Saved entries
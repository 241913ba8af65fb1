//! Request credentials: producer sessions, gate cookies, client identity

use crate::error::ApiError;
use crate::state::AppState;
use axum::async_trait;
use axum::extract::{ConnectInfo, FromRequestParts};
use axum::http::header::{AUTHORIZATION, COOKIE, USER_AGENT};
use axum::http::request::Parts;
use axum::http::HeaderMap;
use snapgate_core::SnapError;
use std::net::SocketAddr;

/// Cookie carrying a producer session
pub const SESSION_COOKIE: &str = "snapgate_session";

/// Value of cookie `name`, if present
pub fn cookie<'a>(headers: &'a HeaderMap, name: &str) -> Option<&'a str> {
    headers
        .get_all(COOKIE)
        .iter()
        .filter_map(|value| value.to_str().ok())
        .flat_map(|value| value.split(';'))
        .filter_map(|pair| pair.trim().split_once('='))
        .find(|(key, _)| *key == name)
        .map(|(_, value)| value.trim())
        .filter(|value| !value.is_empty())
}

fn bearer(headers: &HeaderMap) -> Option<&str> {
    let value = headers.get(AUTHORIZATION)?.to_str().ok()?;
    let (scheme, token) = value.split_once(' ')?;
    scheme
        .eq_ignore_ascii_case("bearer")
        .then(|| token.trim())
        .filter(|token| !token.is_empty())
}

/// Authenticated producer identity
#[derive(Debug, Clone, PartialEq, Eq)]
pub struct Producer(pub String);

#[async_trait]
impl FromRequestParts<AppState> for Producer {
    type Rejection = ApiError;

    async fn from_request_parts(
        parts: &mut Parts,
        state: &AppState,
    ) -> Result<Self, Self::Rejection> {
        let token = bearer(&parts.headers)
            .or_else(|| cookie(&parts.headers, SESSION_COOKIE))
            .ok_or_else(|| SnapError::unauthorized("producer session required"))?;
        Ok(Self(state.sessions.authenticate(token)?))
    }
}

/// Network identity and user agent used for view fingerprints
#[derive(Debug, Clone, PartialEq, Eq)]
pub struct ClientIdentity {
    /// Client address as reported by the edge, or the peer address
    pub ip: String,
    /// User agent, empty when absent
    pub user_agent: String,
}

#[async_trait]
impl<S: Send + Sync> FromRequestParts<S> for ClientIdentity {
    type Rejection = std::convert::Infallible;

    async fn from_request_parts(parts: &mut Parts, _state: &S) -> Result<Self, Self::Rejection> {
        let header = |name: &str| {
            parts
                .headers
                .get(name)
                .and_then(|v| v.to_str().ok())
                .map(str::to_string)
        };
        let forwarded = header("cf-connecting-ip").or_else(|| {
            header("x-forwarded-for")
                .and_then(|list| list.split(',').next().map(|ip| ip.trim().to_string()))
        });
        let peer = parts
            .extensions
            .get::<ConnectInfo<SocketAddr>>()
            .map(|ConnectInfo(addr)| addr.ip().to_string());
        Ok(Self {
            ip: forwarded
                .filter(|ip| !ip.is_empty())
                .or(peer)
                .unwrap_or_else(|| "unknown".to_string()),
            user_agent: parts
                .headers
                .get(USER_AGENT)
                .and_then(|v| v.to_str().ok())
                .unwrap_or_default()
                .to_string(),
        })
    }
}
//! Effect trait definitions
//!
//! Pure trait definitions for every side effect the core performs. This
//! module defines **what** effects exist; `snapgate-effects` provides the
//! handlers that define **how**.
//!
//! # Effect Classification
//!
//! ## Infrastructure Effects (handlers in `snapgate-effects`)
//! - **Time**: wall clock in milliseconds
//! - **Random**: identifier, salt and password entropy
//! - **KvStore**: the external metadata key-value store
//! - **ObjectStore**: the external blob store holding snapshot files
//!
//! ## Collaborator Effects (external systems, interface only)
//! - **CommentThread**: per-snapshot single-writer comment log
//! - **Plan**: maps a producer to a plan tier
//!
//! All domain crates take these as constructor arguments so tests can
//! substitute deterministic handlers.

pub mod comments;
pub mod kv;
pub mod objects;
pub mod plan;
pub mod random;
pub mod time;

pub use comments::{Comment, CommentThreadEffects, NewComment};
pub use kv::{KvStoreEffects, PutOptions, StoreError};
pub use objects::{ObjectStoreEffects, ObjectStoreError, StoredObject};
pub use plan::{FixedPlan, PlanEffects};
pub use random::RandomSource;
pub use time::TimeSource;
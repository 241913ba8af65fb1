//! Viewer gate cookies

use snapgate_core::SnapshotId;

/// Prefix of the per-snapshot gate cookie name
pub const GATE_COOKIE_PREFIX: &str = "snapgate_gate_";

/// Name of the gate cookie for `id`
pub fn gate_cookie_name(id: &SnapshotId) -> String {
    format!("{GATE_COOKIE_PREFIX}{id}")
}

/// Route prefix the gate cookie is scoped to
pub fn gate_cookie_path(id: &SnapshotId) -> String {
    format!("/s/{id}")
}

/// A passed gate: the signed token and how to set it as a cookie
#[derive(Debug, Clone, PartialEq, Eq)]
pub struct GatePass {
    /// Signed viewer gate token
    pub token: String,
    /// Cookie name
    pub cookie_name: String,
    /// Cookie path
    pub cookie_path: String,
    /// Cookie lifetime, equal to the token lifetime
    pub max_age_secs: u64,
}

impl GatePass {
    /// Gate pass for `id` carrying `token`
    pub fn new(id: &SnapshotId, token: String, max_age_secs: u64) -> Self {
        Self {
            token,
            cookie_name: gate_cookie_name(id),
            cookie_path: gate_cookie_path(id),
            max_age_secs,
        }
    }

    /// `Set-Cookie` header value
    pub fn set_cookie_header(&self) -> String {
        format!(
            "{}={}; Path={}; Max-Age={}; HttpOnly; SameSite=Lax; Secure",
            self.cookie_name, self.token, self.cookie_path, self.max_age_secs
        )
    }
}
---
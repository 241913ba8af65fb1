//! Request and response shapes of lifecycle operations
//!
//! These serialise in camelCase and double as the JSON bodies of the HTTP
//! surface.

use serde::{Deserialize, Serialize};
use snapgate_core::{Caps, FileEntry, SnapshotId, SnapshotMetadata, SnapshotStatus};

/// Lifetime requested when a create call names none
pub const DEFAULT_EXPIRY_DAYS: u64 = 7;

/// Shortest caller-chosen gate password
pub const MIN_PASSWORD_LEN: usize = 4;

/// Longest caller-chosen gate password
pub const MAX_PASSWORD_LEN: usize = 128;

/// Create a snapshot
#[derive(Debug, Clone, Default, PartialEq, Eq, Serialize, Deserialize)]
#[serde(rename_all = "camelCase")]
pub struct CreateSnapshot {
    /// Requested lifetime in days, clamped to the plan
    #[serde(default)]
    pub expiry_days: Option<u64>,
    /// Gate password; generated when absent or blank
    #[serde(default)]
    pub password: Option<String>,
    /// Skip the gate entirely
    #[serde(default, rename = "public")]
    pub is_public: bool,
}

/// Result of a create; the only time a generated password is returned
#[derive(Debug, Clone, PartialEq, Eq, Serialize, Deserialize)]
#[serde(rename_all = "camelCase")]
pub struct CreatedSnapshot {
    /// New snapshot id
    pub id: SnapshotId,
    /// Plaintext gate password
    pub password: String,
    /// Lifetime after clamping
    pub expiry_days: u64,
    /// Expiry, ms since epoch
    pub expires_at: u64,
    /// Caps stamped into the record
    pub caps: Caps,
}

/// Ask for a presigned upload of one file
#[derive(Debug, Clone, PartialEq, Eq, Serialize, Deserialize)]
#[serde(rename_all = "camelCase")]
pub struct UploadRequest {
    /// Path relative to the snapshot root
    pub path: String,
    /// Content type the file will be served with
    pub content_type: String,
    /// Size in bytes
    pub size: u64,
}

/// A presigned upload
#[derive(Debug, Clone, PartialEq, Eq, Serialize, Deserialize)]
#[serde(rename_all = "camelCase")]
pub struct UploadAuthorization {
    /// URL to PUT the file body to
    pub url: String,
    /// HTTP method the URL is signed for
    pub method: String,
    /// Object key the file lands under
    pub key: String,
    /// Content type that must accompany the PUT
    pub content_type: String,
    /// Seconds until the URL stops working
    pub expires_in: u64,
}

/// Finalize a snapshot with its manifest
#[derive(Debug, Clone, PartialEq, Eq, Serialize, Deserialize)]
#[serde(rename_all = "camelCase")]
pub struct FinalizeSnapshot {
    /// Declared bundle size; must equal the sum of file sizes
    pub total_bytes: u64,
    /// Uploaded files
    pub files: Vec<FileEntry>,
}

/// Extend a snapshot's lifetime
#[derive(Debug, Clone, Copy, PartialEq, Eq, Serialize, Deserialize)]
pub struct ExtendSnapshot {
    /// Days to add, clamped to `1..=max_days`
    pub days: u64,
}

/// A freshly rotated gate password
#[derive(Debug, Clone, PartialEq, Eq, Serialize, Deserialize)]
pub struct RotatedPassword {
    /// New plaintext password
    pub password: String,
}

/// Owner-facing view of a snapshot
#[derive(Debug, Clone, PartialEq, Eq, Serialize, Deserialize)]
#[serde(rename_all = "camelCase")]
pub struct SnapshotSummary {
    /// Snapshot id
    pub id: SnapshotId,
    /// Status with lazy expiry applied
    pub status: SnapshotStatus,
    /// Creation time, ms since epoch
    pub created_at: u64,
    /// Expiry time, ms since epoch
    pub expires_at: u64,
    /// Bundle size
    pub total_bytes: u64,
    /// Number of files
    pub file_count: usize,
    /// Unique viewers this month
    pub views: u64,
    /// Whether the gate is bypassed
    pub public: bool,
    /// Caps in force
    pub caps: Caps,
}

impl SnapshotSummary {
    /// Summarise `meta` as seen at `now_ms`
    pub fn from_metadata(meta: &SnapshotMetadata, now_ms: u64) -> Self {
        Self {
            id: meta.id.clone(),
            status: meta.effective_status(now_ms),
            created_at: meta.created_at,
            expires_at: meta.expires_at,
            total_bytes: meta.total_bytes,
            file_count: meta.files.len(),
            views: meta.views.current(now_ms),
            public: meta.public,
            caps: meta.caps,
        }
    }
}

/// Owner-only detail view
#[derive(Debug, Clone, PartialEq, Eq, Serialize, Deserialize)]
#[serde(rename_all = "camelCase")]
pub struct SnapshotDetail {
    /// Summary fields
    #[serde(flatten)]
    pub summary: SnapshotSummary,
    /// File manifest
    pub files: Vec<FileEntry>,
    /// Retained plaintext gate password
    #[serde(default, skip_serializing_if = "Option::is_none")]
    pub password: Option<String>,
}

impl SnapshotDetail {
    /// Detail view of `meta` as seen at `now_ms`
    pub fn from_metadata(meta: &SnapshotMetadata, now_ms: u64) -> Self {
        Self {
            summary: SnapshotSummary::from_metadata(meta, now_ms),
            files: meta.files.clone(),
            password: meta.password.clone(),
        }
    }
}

_Exercise_. The output should be exactly the lines above from the line containing "Longest caller-chosen gate password" to the line containing "pub struct CreateSnapshot", inclusive, with no other lines.

_Answer space_.
/// Longest caller-chosen gate password
pub const MAX_PASSWORD_LEN: usize = 128;

/// Create a snapshot
#[derive(Debug, Clone, Default, PartialEq, Eq, Serialize, Deserialize)]
#[serde(rename_all = "camelCase")]
pub struct CreateSnapshot {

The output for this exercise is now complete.